§ **RECORDS FOR THIS EXERCISE**
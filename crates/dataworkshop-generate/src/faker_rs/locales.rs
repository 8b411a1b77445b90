use std::fmt;

#[derive(Clone, Copy, Debug, Default, PartialEq, Eq)]
pub enum LocaleKey {
    #[default]
    EnUs,
    PtBr,
    ZhCn,
}

impl LocaleKey {
    pub const ALL: [LocaleKey; 3] = [LocaleKey::EnUs, LocaleKey::PtBr, LocaleKey::ZhCn];

    pub fn parse(value: &str) -> Option<Self> {
        match value {
            "en_US" => Some(Self::EnUs),
            "pt_BR" => Some(Self::PtBr),
            "zh_CN" => Some(Self::ZhCn),
            _ => None,
        }
    }

    pub fn as_str(self) -> &'static str {
        match self {
            Self::EnUs => "en_US",
            Self::PtBr => "pt_BR",
            Self::ZhCn => "zh_CN",
        }
    }
}

impl fmt::Display for LocaleKey {
    fn fmt(&self, f: &mut fmt::Formatter<'_>) -> fmt::Result {
        f.write_str(self.as_str())
    }
}
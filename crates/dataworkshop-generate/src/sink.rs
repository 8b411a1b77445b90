//! Destinations for generated tables.

use std::fs::{self, File, OpenOptions, create_dir_all};
use std::io;
use std::path::{Path, PathBuf};

use thiserror::Error;
use tracing::info;

use crate::output::OutputFormat;
use crate::output::csv::write_csv_to;
use crate::output::json::write_json_to;
use crate::output::xlsx::write_xlsx_to;
use crate::table::GeneratedTable;

/// Errors raised while handing a table to a sink.
#[derive(Debug, Error)]
pub enum SinkError {
    #[error("target '{0}' already exists")]
    AlreadyExists(String),
    #[error("invalid table name '{0}'")]
    InvalidName(String),
    #[error("io error: {0}")]
    Io(#[from] io::Error),
    #[error("csv error: {0}")]
    Csv(#[from] csv::Error),
    #[error("json error: {0}")]
    Json(#[from] serde_json::Error),
    #[error("xlsx error: {0}")]
    Xlsx(#[from] rust_xlsxwriter::XlsxError),
}

/// Where a sink stored a table.
#[derive(Debug, Clone, PartialEq, Eq)]
pub struct TableRef {
    pub name: String,
    pub location: String,
    pub rows: u64,
    pub bytes: u64,
}

/// A collaborator that persists generated tables.
///
/// Sinks own their naming and collision rules.
pub trait TableSink {
    fn write_table(&mut self, table: &GeneratedTable, name: &str) -> Result<TableRef, SinkError>;
}

/// What a sink does when the target already exists.
#[derive(Debug, Clone, Copy, Default, PartialEq, Eq)]
pub enum ConflictPolicy {
    #[default]
    Fail,
    Overwrite,
}

/// Writes each table to `<dir>/<name>.<ext>`.
#[derive(Debug, Clone)]
pub struct DirectorySink {
    dir: PathBuf,
    format: OutputFormat,
    conflict: ConflictPolicy,
}

impl DirectorySink {
    pub fn new(dir: impl Into<PathBuf>, format: OutputFormat) -> Self {
        Self {
            dir: dir.into(),
            format,
            conflict: ConflictPolicy::default(),
        }
    }

    pub fn with_conflict_policy(mut self, conflict: ConflictPolicy) -> Self {
        self.conflict = conflict;
        self
    }

    pub fn path_for(&self, name: &str) -> PathBuf {
        self.dir
            .join(format!("{}.{}", file_stem(name), self.format.extension()))
    }

    /// Run `write` against a sibling temp file and move the result into
    /// place only once it succeeded. The target never holds a partial table,
    /// and the temp file is removed on failure.
    fn commit<F>(&self, path: &Path, write: F) -> Result<u64, SinkError>
    where
        F: FnOnce(File) -> Result<u64, SinkError>,
    {
        let tmp_path = temp_path(path);
        let file = OpenOptions::new()
            .write(true)
            .create_new(true)
            .open(&tmp_path)?;

        let result = write(file).and_then(|bytes| {
            self.publish(&tmp_path, path)?;
            Ok(bytes)
        });
        if result.is_err() {
            let _ = fs::remove_file(&tmp_path);
        }
        result
    }

    fn publish(&self, tmp_path: &Path, path: &Path) -> Result<(), SinkError> {
        match self.conflict {
            ConflictPolicy::Overwrite => fs::rename(tmp_path, path)?,
            // hard_link never replaces an existing target.
            ConflictPolicy::Fail => match fs::hard_link(tmp_path, path) {
                Ok(()) => {
                    let _ = fs::remove_file(tmp_path);
                }
                Err(err) if err.kind() == io::ErrorKind::AlreadyExists => {
                    return Err(already_exists(path));
                }
                Err(_) => {
                    if path.exists() {
                        return Err(already_exists(path));
                    }
                    fs::rename(tmp_path, path)?;
                }
            },
        }
        Ok(())
    }
}

impl TableSink for DirectorySink {
    fn write_table(&mut self, table: &GeneratedTable, name: &str) -> Result<TableRef, SinkError> {
        if file_stem(name).is_empty() {
            return Err(SinkError::InvalidName(name.to_string()));
        }
        create_dir_all(&self.dir)?;
        let path = self.path_for(name);
        if self.conflict == ConflictPolicy::Fail && path.exists() {
            return Err(already_exists(&path));
        }

        let format = self.format;
        let bytes = self.commit(&path, |file| match format {
            OutputFormat::Csv => Ok(write_csv_to(file, table)?),
            OutputFormat::Json => Ok(write_json_to(file, table)?),
            OutputFormat::Xlsx => Ok(write_xlsx_to(file, table)?),
        })?;

        info!(
            table = %name,
            path = %path.display(),
            format = format.extension(),
            rows = table.row_count(),
            bytes,
            "table written"
        );

        Ok(TableRef {
            name: name.to_string(),
            location: path.display().to_string(),
            rows: table.row_count() as u64,
            bytes,
        })
    }
}

fn already_exists(path: &Path) -> SinkError {
    SinkError::AlreadyExists(path.display().to_string())
}

/// Hidden sibling of `path`, unique per write.
fn temp_path(path: &Path) -> PathBuf {
    let file_name = path
        .file_name()
        .map(|name| name.to_string_lossy().into_owned())
        .unwrap_or_default();
    path.with_file_name(format!(".{file_name}.{}.tmp", uuid::Uuid::new_v4().simple()))
}

/// File-system safe stem: path separators and control characters become `_`.
fn file_stem(name: &str) -> String {
    name.trim()
        .chars()
        .map(|ch| {
            let reserved = matches!(ch, '/' | '\\' | ':' | '*' | '?' | '"' | '<' | '>' | '|');
            if reserved || ch.is_control() {
                '_'
            } else {
                ch
            }
        })
        .collect()
}

#[cfg(test)]
mod tests {
    use super::*;

    fn temp_dir() -> PathBuf {
        std::env::temp_dir().join(format!("dataworkshop_commit_{}", uuid::Uuid::new_v4()))
    }

    fn table() -> GeneratedTable {
        let mut table = GeneratedTable::new(vec!["n".to_string()]);
        table.rows.push(crate::table::GeneratedRow {
            values: vec![crate::generators::GeneratedValue::Int(7)],
        });
        table
    }

    #[test]
    fn stem_replaces_path_separators() {
        assert_eq!(file_stem(" Fake Data "), "Fake Data");
        assert_eq!(file_stem("a/b\\c"), "a_b_c");
        assert_eq!(file_stem("   "), "");
    }

    #[test]
    fn failed_write_leaves_no_file_behind() {
        let dir = temp_dir();
        create_dir_all(&dir).expect("create dir");
        let mut sink = DirectorySink::new(&dir, OutputFormat::Csv);
        let path = sink.path_for("Fake Data");

        let err = sink
            .commit(&path, |mut file| {
                std::io::Write::write_all(&mut file, b"n\n1\n")?;
                Err(SinkError::Io(io::Error::other("disk full")))
            })
            .expect_err("writer fails");
        assert!(matches!(err, SinkError::Io(_)));
        assert!(!path.exists());
        let leftovers = fs::read_dir(&dir).expect("read dir").count();
        assert_eq!(leftovers, 0);

        let written = sink.write_table(&table(), "Fake Data").expect("retry succeeds");
        assert_eq!(written.rows, 1);
        let content = fs::read_to_string(&path).expect("read");
        assert_eq!(content.lines().collect::<Vec<_>>(), ["n", "7"]);

        let _ = fs::remove_dir_all(&dir);
    }

    #[test]
    fn fail_policy_keeps_existing_target_untouched() {
        let dir = temp_dir();
        create_dir_all(&dir).expect("create dir");
        let sink = DirectorySink::new(&dir, OutputFormat::Csv);
        let path = sink.path_for("Fake Data");
        fs::write(&path, "original").expect("seed target");

        let err = sink
            .commit(&path, |mut file| {
                std::io::Write::write_all(&mut file, b"replacement")?;
                Ok(11)
            })
            .expect_err("target exists");
        assert!(matches!(err, SinkError::AlreadyExists(_)));
        assert_eq!(fs::read_to_string(&path).expect("read"), "original");
        assert_eq!(fs::read_dir(&dir).expect("read dir").count(), 1);

        let _ = fs::remove_dir_all(&dir);
    }
}
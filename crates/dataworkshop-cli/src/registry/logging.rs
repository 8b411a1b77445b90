use std::fs::OpenOptions;
use std::io::{self, Write};
use std::path::Path;
use std::sync::{Arc, Mutex};

use tracing_subscriber::EnvFilter;
use tracing_subscriber::filter::LevelFilter;
use tracing_subscriber::fmt::time::UtcTime;
use tracing_subscriber::fmt::writer::BoxMakeWriter;
use tracing_subscriber::prelude::*;

use super::{RegistryError, RegistryResult};

/// Log JSON lines to `path` and human-readable lines to stderr.
///
/// The file keeps everything at debug and above; stderr follows `RUST_LOG`
/// (default `info`).
pub fn init_run_logging(path: &Path) -> RegistryResult<()> {
    let file = OpenOptions::new().create(true).append(true).open(path)?;
    let file = Arc::new(Mutex::new(file));

    let make_writer = BoxMakeWriter::new(move || SharedWriter {
        file: Arc::clone(&file),
    });

    let file_layer = tracing_subscriber::fmt::layer()
        .json()
        .with_timer(UtcTime::rfc_3339())
        .with_writer(make_writer)
        .with_filter(LevelFilter::DEBUG);

    tracing_subscriber::registry()
        .with(file_layer)
        .with(stderr_layer())
        .try_init()
        .map_err(|err| RegistryError::Logging(err.to_string()))?;

    Ok(())
}

/// Stderr-only logging for commands that do not create a run directory.
pub fn init_stderr_logging() -> RegistryResult<()> {
    tracing_subscriber::registry()
        .with(stderr_layer())
        .try_init()
        .map_err(|err| RegistryError::Logging(err.to_string()))
}

fn stderr_layer<S>() -> impl tracing_subscriber::Layer<S>
where
    S: tracing::Subscriber + for<'span> tracing_subscriber::registry::LookupSpan<'span>,
{
    let filter = EnvFilter::try_from_default_env().unwrap_or_else(|_| EnvFilter::new("info"));
    tracing_subscriber::fmt::layer()
        .with_writer(io::stderr)
        .with_target(false)
        .with_filter(filter)
}

struct SharedWriter {
    file: Arc<Mutex<std::fs::File>>,
}

impl Write for SharedWriter {
    fn write(&mut self, buf: &[u8]) -> io::Result<usize> {
        let mut file = self
            .file
            .lock()
            .map_err(|_| io::Error::other("failed to lock log file"))?;
        file.write(buf)
    }

    fn flush(&mut self) -> io::Result<()> {
        let mut file = self
            .file
            .lock()
            .map_err(|_| io::Error::other("failed to lock log file"))?;
        file.flush()
    }
}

§ **TASK TO CARRY OUT**
Wherever a line of the data above contains "filename", copy that line.

§ **TASK OUTPUT**
filename crates/dataworkshop-generate/src/faker_rs/locales.rs
filename crates/dataworkshop-generate/src/sink.rs
filename crates/dataworkshop-cli/src/registry/logging.rs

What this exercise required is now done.